WHAT YOU ARE ASKED TO DO: Report every line below that has the string "RawPackageJson" in it.

INFORMATION PROVIDED section start

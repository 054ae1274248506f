//! package.json manifests.
//!
//! Deserialization of the fields that influence bundling, plus the pure
//! parts of the `exports`/`imports` algorithm (subpath matching, condition
//! selection, target validation) that do not touch the file system.

use anyhow::{Context, Result};
use globset::{GlobBuilder, GlobSet, GlobSetBuilder};
use indexmap::IndexMap;
use serde::Deserialize;
use std::path::{Path, PathBuf};
use tracing::debug;

/// `"type"` field of package.json.
#[derive(Debug, Clone, Copy, PartialEq, Eq)]
pub enum PackageType {
    Module,
    CommonJs,
}

/// A conditional exports/imports value. Objects are either a subpath map
/// (every key starts with `.` or `#`) or a conditions map (no key does).
#[derive(Debug, Clone, PartialEq, Deserialize)]
#[serde(untagged)]
pub enum PackageExports {
    String(String),
    Array(Vec<PackageExports>),
    Object(IndexMap<String, PackageExports>),
    Null,
}

impl PackageExports {
    fn is_subpath_map(&self) -> bool {
        match self {
            PackageExports::Object(map) => map
                .keys()
                .next()
                .is_some_and(|key| key.starts_with('.') || key.starts_with('#')),
            _ => false,
        }
    }
}

/// `"sideEffects"` field.
#[derive(Debug, Clone, PartialEq, Deserialize)]
#[serde(untagged)]
pub enum SideEffectsField {
    Bool(bool),
    One(String),
    Many(Vec<String>),
}

/// A value in the object form of `"browser"`.
#[derive(Debug, Clone, PartialEq, Deserialize)]
#[serde(untagged)]
pub enum BrowserTarget {
    Path(String),
    Disabled(bool),
}

/// `"browser"` field: either a replacement main file or a remapping table.
#[derive(Debug, Clone, PartialEq, Deserialize)]
#[serde(untagged)]
pub enum BrowserField {
    Main(String),
    Map(IndexMap<String, BrowserTarget>),
}

#[derive(Debug, Clone, Default, Deserialize)]
struct RawPackageJson {
    name: Option<String>,
    main: Option<serde_json::Value>,
    module: Option<serde_json::Value>,
    browser: Option<BrowserField>,
    exports: Option<PackageExports>,
    imports: Option<PackageExports>,
    #[serde(rename = "sideEffects")]
    side_effects: Option<SideEffectsField>,
    #[serde(rename = "type")]
    package_type: Option<String>,
    #[serde(flatten)]
    other: IndexMap<String, serde_json::Value>,
}

/// Side-effect declaration compiled for matching.
#[derive(Debug, Clone)]
pub enum SideEffects {
    /// Field absent or `true`
    Unspecified,
    /// `false`
    None,
    /// Only files matching these globs have side effects
    Globs(GlobSet),
}

/// A parsed package.json.
#[derive(Debug, Clone)]
pub struct PackageJson {
    /// Directory containing the manifest
    pub dir: PathBuf,
    pub name: Option<String>,
    pub package_type: Option<PackageType>,
    pub browser: Option<BrowserField>,
    pub exports: Option<PackageExports>,
    pub imports: Option<PackageExports>,
    pub side_effects: SideEffects,
    /// String-valued top-level fields usable as main fields (`main`, `module`, ...)
    main_fields: IndexMap<String, String>,
}

impl PackageJson {
    pub fn parse(dir: &Path, source: &str) -> Result<Self> {
        let raw: RawPackageJson = serde_json::from_str(source)
            .with_context(|| format!("failed to parse {}", dir.join("package.json").display()))?;

        let mut main_fields = IndexMap::new();
        for (field, value) in [("main", raw.main), ("module", raw.module)] {
            if let Some(serde_json::Value::String(path)) = value {
                main_fields.insert(field.to_string(), path);
            }
        }
        for (field, value) in raw.other {
            if let serde_json::Value::String(path) = value {
                main_fields.insert(field, path);
            }
        }

        let package_type = match raw.package_type.as_deref() {
            Some("module") => Some(PackageType::Module),
            Some("commonjs") => Some(PackageType::CommonJs),
            _ => None,
        };

        Ok(PackageJson {
            dir: dir.to_path_buf(),
            name: raw.name,
            package_type,
            browser: raw.browser,
            exports: raw.exports,
            imports: raw.imports,
            side_effects: compile_side_effects(raw.side_effects, dir),
            main_fields,
        })
    }

    /// Value of a main field such as `main`, `module` or a custom one. The
    /// string form of `browser` is also a main field.
    pub fn main_field(&self, field: &str) -> Option<&str> {
        if field == "browser" {
            return match &self.browser {
                Some(BrowserField::Main(path)) => Some(path.as_str()),
                _ => None,
            };
        }
        self.main_fields
            .get(field)
            .map(|s| s.as_str())
            .filter(|s| !s.is_empty())
    }

    /// Object form of the `browser` field.
    pub fn browser_map(&self) -> Option<&IndexMap<String, BrowserTarget>> {
        match &self.browser {
            Some(BrowserField::Map(map)) => Some(map),
            _ => None,
        }
    }

    /// Whether `path` (inside this package) may have side effects according
    /// to the manifest.
    pub fn file_has_side_effects(&self, path: &Path) -> bool {
        match &self.side_effects {
            SideEffects::Unspecified => true,
            SideEffects::None => false,
            SideEffects::Globs(globs) => {
                let rel = path.strip_prefix(&self.dir).unwrap_or(path);
                let rel = rel.to_string_lossy().replace('\\', "/");
                globs.is_match(rel.as_str())
            }
        }
    }
}

fn compile_side_effects(field: Option<SideEffectsField>, dir: &Path) -> SideEffects {
    let patterns = match field {
        None | Some(SideEffectsField::Bool(true)) => return SideEffects::Unspecified,
        Some(SideEffectsField::Bool(false)) => return SideEffects::None,
        Some(SideEffectsField::One(pattern)) => vec![pattern],
        Some(SideEffectsField::Many(patterns)) => patterns,
    };

    let mut builder = GlobSetBuilder::new();
    for pattern in patterns {
        let trimmed = pattern.trim_start_matches("./");
        // Bare file names match at any depth, like webpack.
        let normalized = if trimmed.contains('/') {
            trimmed.to_string()
        } else {
            format!("**/{}", trimmed)
        };
        match GlobBuilder::new(&normalized).literal_separator(true).build() {
            Ok(glob) => {
                builder.add(glob);
            }
            Err(err) => {
                debug!(
                    pattern = %pattern,
                    package = %dir.display(),
                    error = %err,
                    "ignoring invalid sideEffects pattern"
                );
            }
        }
    }
    match builder.build() {
        Ok(set) => SideEffects::Globs(set),
        Err(_) => SideEffects::Unspecified,
    }
}

// =============================================================================
// exports / imports resolution
// =============================================================================

/// Outcome of matching a subpath against an `exports` or `imports` map.
#[derive(Debug, Clone, PartialEq, Eq)]
pub enum ExportsResolution {
    /// Package-relative target (`./dist/a.js`) or, for `imports`, a bare
    /// package specifier
    Target(String),
    /// No key matched the subpath
    NotExported,
    /// A key matched but no condition applied, or the target was `null`
    Excluded,
    /// The matched target is malformed
    InvalidTarget(String),
}

/// Resolve `subpath` (`"."`, `"./feature"`, or `"#internal"`) against an
/// exports/imports value. `conditions` is already in precedence order.
pub fn resolve_exports(
    exports: &PackageExports,
    subpath: &str,
    conditions: &[String],
    is_imports: bool,
) -> ExportsResolution {
    // Sugar: a bare string/array/conditions object means `{ ".": value }`.
    if !exports.is_subpath_map() {
        if is_imports || subpath != "." {
            return ExportsResolution::NotExported;
        }
        return resolve_target(exports, None, false, conditions, is_imports);
    }

    let PackageExports::Object(map) = exports else {
        return ExportsResolution::NotExported;
    };

    if let Some(value) = map.get(subpath)
        && !subpath.contains('*')
        && !subpath.ends_with('/')
    {
        return resolve_target(value, None, false, conditions, is_imports);
    }

    let mut best: Option<(&str, String, &PackageExports)> = None;
    for (key, value) in map {
        let captured = if let Some(star) = key.find('*') {
            let (prefix, rest) = key.split_at(star);
            let suffix = &rest[1..];
            if rest[1..].contains('*') {
                continue;
            }
            if subpath.len() >= key.len() - 1
                && subpath.starts_with(prefix)
                && subpath.ends_with(suffix)
                && subpath != prefix
            {
                Some(subpath[prefix.len()..subpath.len() - suffix.len()].to_string())
            } else {
                None
            }
        } else if key.ends_with('/') && subpath.starts_with(key.as_str()) {
            Some(subpath[key.len()..].to_string())
        } else {
            None
        };

        if let Some(captured) = captured
            && best
                .as_ref()
                .is_none_or(|(best_key, _, _)| pattern_key_compare(key, best_key))
        {
            best = Some((key.as_str(), captured, value));
        }
    }

    match best {
        Some((key, captured, value)) => {
            let is_folder = !key.contains('*');
            resolve_target(value, Some(&captured), is_folder, conditions, is_imports)
        }
        None => ExportsResolution::NotExported,
    }
}

/// True when `candidate` is more specific than `current`: the longer
/// prefix before `*` wins, then the longer key.
fn pattern_key_compare(candidate: &str, current: &str) -> bool {
    let prefix_len = |key: &str| key.find('*').map(|i| i + 1).unwrap_or(key.len());
    let (a, b) = (prefix_len(candidate), prefix_len(current));
    if a != b {
        return a > b;
    }
    candidate.len() > current.len()
}

fn resolve_target(
    target: &PackageExports,
    captured: Option<&str>,
    is_folder: bool,
    conditions: &[String],
    is_imports: bool,
) -> ExportsResolution {
    match target {
        PackageExports::String(path) => {
            if !path.starts_with("./") {
                // `imports` may map to another package.
                if is_imports && !path.starts_with('/') && !path.starts_with("../") && !is_folder {
                    return ExportsResolution::Target(substitute(path, captured));
                }
                return ExportsResolution::InvalidTarget(format!(
                    "invalid package target \"{}\": targets must start with \"./\"",
                    path
                ));
            }
            if is_folder && !path.ends_with('/') {
                return ExportsResolution::InvalidTarget(format!(
                    "invalid package target \"{}\": folder mappings must end with \"/\"",
                    path
                ));
            }
            if has_invalid_segment(&path[2..]) {
                return ExportsResolution::InvalidTarget(format!(
                    "invalid package target \"{}\"",
                    path
                ));
            }
            let resolved = substitute(path, captured);
            if let Some(captured) = captured
                && has_invalid_segment(captured)
            {
                return ExportsResolution::InvalidTarget(format!(
                    "invalid subpath \"{}\" for package target \"{}\"",
                    captured, path
                ));
            }
            ExportsResolution::Target(resolved)
        }
        PackageExports::Array(items) => {
            let mut last = ExportsResolution::Excluded;
            for item in items {
                match resolve_target(item, captured, is_folder, conditions, is_imports) {
                    found @ ExportsResolution::Target(_) => return found,
                    other => last = other,
                }
            }
            last
        }
        PackageExports::Object(map) => {
            for condition in conditions.iter().map(|c| c.as_str()).chain(["default"]) {
                if let Some(value) = map.get(condition) {
                    match resolve_target(value, captured, is_folder, conditions, is_imports) {
                        ExportsResolution::Excluded | ExportsResolution::NotExported => continue,
                        other => return other,
                    }
                }
            }
            ExportsResolution::Excluded
        }
        PackageExports::Null => ExportsResolution::Excluded,
    }
}

fn substitute(path: &str, captured: Option<&str>) -> String {
    match captured {
        Some(captured) if path.contains('*') => path.replace('*', captured),
        Some(captured) if path.ends_with('/') => format!("{}{}", path, captured),
        _ => path.to_string(),
    }
}

fn has_invalid_segment(path: &str) -> bool {
    path.split(['/', '\\']).any(|segment| {
        segment == "." || segment == ".." || segment.eq_ignore_ascii_case("node_modules")
    })
}

/// Split a bare specifier into package name and subpath (`"."` or `"./x"`).
pub fn parse_package_specifier(specifier: &str) -> Option<(String, String)> {
    let mut parts = specifier.splitn(3, '/');
    let first = parts.next()?;
    if first.is_empty() {
        return None;
    }
    let (name, rest) = if first.starts_with('@') {
        let second = parts.next().filter(|s| !s.is_empty())?;
        (format!("{}/{}", first, second), parts.next())
    } else {
        let rest = specifier.split_once('/').map(|(_, rest)| rest);
        (first.to_string(), rest)
    };
    let subpath = match rest {
        Some(rest) if !rest.is_empty() => format!("./{}", rest),
        _ => ".".to_string(),
    };
    Some((name, subpath))
}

INFORMATION PROVIDED section end

RESPONSE AREA:
struct RawPackageJson {
        let raw: RawPackageJson = serde_json::from_str(source)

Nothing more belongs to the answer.